Even some of our nation's highest appointed officials saw some degree of moral turpitude in the business practices of these companies, though their tactics and profit model have generally been condoned as perfectly legal.
When Lodsys began going after Android and iOS developers who used in-app "upgrade" purchasing systems, an idea Lodsys claims to own through a patent for a telephone-based ordering system, the internet community expressed outrage. Apple made some attempts at responding to Lodsys' action, but they've proven fruitless so far as we know. Google has yet to do anything about it.

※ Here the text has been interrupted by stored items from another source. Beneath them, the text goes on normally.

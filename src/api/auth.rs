//! Authentication API endpoints

use axum::{
    extract::State,
    routing::{get, post},
    Router,
};
use tracing::{info, warn};

use crate::{
    db::UserRepository,
    middleware::auth::{create_access_token, AuthUser},
    models::{LoginRequest, LoginResponse, UserPublic},
    services::AuthService,
    utils::{AppError, AppResult, Json},
    AppState,
};

/// Routes that issue tokens (no auth required)
pub fn public_routes() -> Router<AppState> {
    Router::new().route("/auth/login/", post(login))
}

/// Routes for the signed-in caller
pub fn protected_routes() -> Router<AppState> {
    Router::new().route("/auth/me/", get(get_current_user))
}

/// POST /auth/login/
async fn login(
    State(state): State<AppState>,
    Json(payload): Json<LoginRequest>,
) -> AppResult<Json<LoginResponse>> {
    if payload.username.trim().is_empty() || payload.password.is_empty() {
        return Err(AppError::bad_request("Username and password are required"));
    }

    let user = AuthService::new(&state.db)
        .authenticate(payload.username.trim(), &payload.password)
        .await?
        .ok_or_else(|| {
            warn!(username = %payload.username, "Failed login attempt");
            AppError::unauthorized("Invalid username or password")
        })?;

    let access_token = create_access_token(
        &user,
        &state.config.auth.jwt_secret,
        state.config.auth.token_expiry_hours,
    )
    .map_err(|e| AppError::internal(format!("Failed to create access token: {}", e)))?;

    info!(username = %user.username, "User logged in");

    Ok(Json(LoginResponse {
        access_token,
        token_type: "Bearer".to_string(),
        expires_in: state.config.auth.token_expiry_hours * 3600,
        user: user.into(),
    }))
}

/// GET /auth/me/
async fn get_current_user(
    State(state): State<AppState>,
    auth_user: AuthUser,
) -> AppResult<Json<UserPublic>> {
    let user = UserRepository::new(&state.db)
        .get_by_id(auth_user.id)
        .await?
        .ok_or_else(|| AppError::not_found("User not found"))?;

    Ok(Json(user.into()))
}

How could Google and Apple hang developers out to dry like that?
Apparently, Lodsys isn't asking all that much.
In fact, the company publishes what its royalty rates are right on its website, here. The rate is 0.575% of all United States revenue, including compensation for past revenue since the time in-app purchasing was implemented. For a patent, this is a very low rate. Royalties on patents range anywhere from 1%-4%, generally speaking, depending on what's being licensed.
The low rate is likely more a business decision than anything - Lodsys licenses patents to so many companies that it can afford to be a little more reasonable in its royalty rates. A lower rate also means potential defendants are much more likely to settle instead of fight, especially someone like a small app developer.

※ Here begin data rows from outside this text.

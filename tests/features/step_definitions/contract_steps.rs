//! Suite contract step definitions

use cucumber::{given, then, when};
use serde_json::{json, Value};

use crate::common::AdminFixtures;
use crate::features::support::TestWorld;

async fn create(world: &mut TestWorld, label: &str, uri: &str, body: Value) {
    let response = world.post(uri, body).await;
    response.assert_created();
    let created: Value = response.json();
    let id = created["id"].as_str().expect("created record has an id").to_string();
    world.ids.insert(label.to_string(), id);
}

#[given(expr = "a suite {string} with an operating model {string}")]
async fn suite_with_model(world: &mut TestWorld, number: String, model: String) {
    create(world, "suite", "/admin/api/suites/", AdminFixtures::suite(&number)).await;
    create(
        world,
        "model",
        "/admin/api/operating-models/",
        AdminFixtures::operating_model(&model),
    )
    .await;
}

#[given(expr = "an individual {string}")]
async fn individual(world: &mut TestWorld, name: String) {
    let (first, last) = name.split_once(' ').unwrap_or((name.as_str(), "Doe"));
    create(
        world,
        "individual",
        "/admin/api/individuals/",
        AdminFixtures::individual(first, last),
    )
    .await;
}

#[given(expr = "an organization {string}")]
async fn organization(world: &mut TestWorld, name: String) {
    create(
        world,
        "organization",
        "/admin/api/organizations/",
        AdminFixtures::organization(&name),
    )
    .await;
}

fn contract(world: &TestWorld, individual: bool, organization: bool) -> Value {
    let mut body = AdminFixtures::contract(
        world.id("suite").parse().expect("suite id"),
        world.id("model").parse().expect("model id"),
        None,
        None,
    );
    if individual {
        body["individual_id"] = json!(world.id("individual"));
    }
    if organization {
        body["organization_id"] = json!(world.id("organization"));
    }
    body
}

#[when(expr = "I create a contract for the individual ending {string}")]
async fn contract_for_individual(world: &mut TestWorld, end: String) {
    let mut body = contract(world, true, false);
    body["end_date"] = json!(end);
    world.post("/admin/api/contracts/", body).await;
}

#[when("I create a contract for both the individual and the organization")]
async fn contract_for_both(world: &mut TestWorld) {
    let body = contract(world, true, true);
    world.post("/admin/api/contracts/", body).await;
}

#[when("I create a contract for nobody")]
async fn contract_for_nobody(world: &mut TestWorld) {
    let body = contract(world, false, false);
    world.post("/admin/api/contracts/", body).await;
}

async fn contract_without_end(world: &mut TestWorld, on_going: bool) {
    let mut body = contract(world, false, true);
    body["end_date"] = Value::Null;
    body["on_going"] = json!(on_going);
    world.post("/admin/api/contracts/", body).await;
}

#[when("I create a contract for the organization without an end date")]
async fn fixed_term_without_end(world: &mut TestWorld) {
    contract_without_end(world, false).await;
}

#[when("I create an ongoing contract for the organization without an end date")]
async fn ongoing_without_end(world: &mut TestWorld) {
    contract_without_end(world, true).await;
}

#[then(expr = "the contract list should show holder {string}")]
async fn contract_list_holder(world: &mut TestWorld, holder: String) {
    let list: Vec<Value> = world.get("/admin/api/contracts/").await.json();
    assert!(
        list.iter().any(|c| c["holder_name"] == holder.as_str()),
        "no contract held by {} in {:?}",
        holder,
        list
    );
}

#[then(expr = "there should be {int} contract(s)")]
async fn contract_count(world: &mut TestWorld, count: usize) {
    let list: Vec<Value> = world.get("/admin/api/contracts/").await.json();
    assert_eq!(list.len(), count);
}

For example, let's say you're the developer of a free Android game that has a paid upgrade to a full version, and you get 15,000 paid upgrade purchases over the last year. You charge $4US for upgrading to the full version of your game. This means your total revenue was $42,000 (this is subtracting Google's cut, which is not part of revenue) for the year. If Lodsys puts you on notice, they'll demand that you immediately compensate them $241.50 (yes, that's it), and 2.3 cents in royalties on every upgrade thereafter.
It's possible Lodsys is also seeking additional money upfront from larger developers (for various reasons, including willful infringement), but for your average Joe, it's not exactly a ton of cash to lose. Of course, there's the argument that these kinds of patents could nickel-and-dime developers to death, but that's sheer speculation and, frankly, ignores many of the complexities of patent law and the seriousness of putting someone on notice for infringement.
The merits of the patent in question are still dubious in my mind, but until the matter is litigated (it sounds like Rovio and Lodsys may duke it out in court), we just can't know how courts will interpret it. Still, a little over half a cent on the dollar isn't the worst thing in the world if they're right, is it?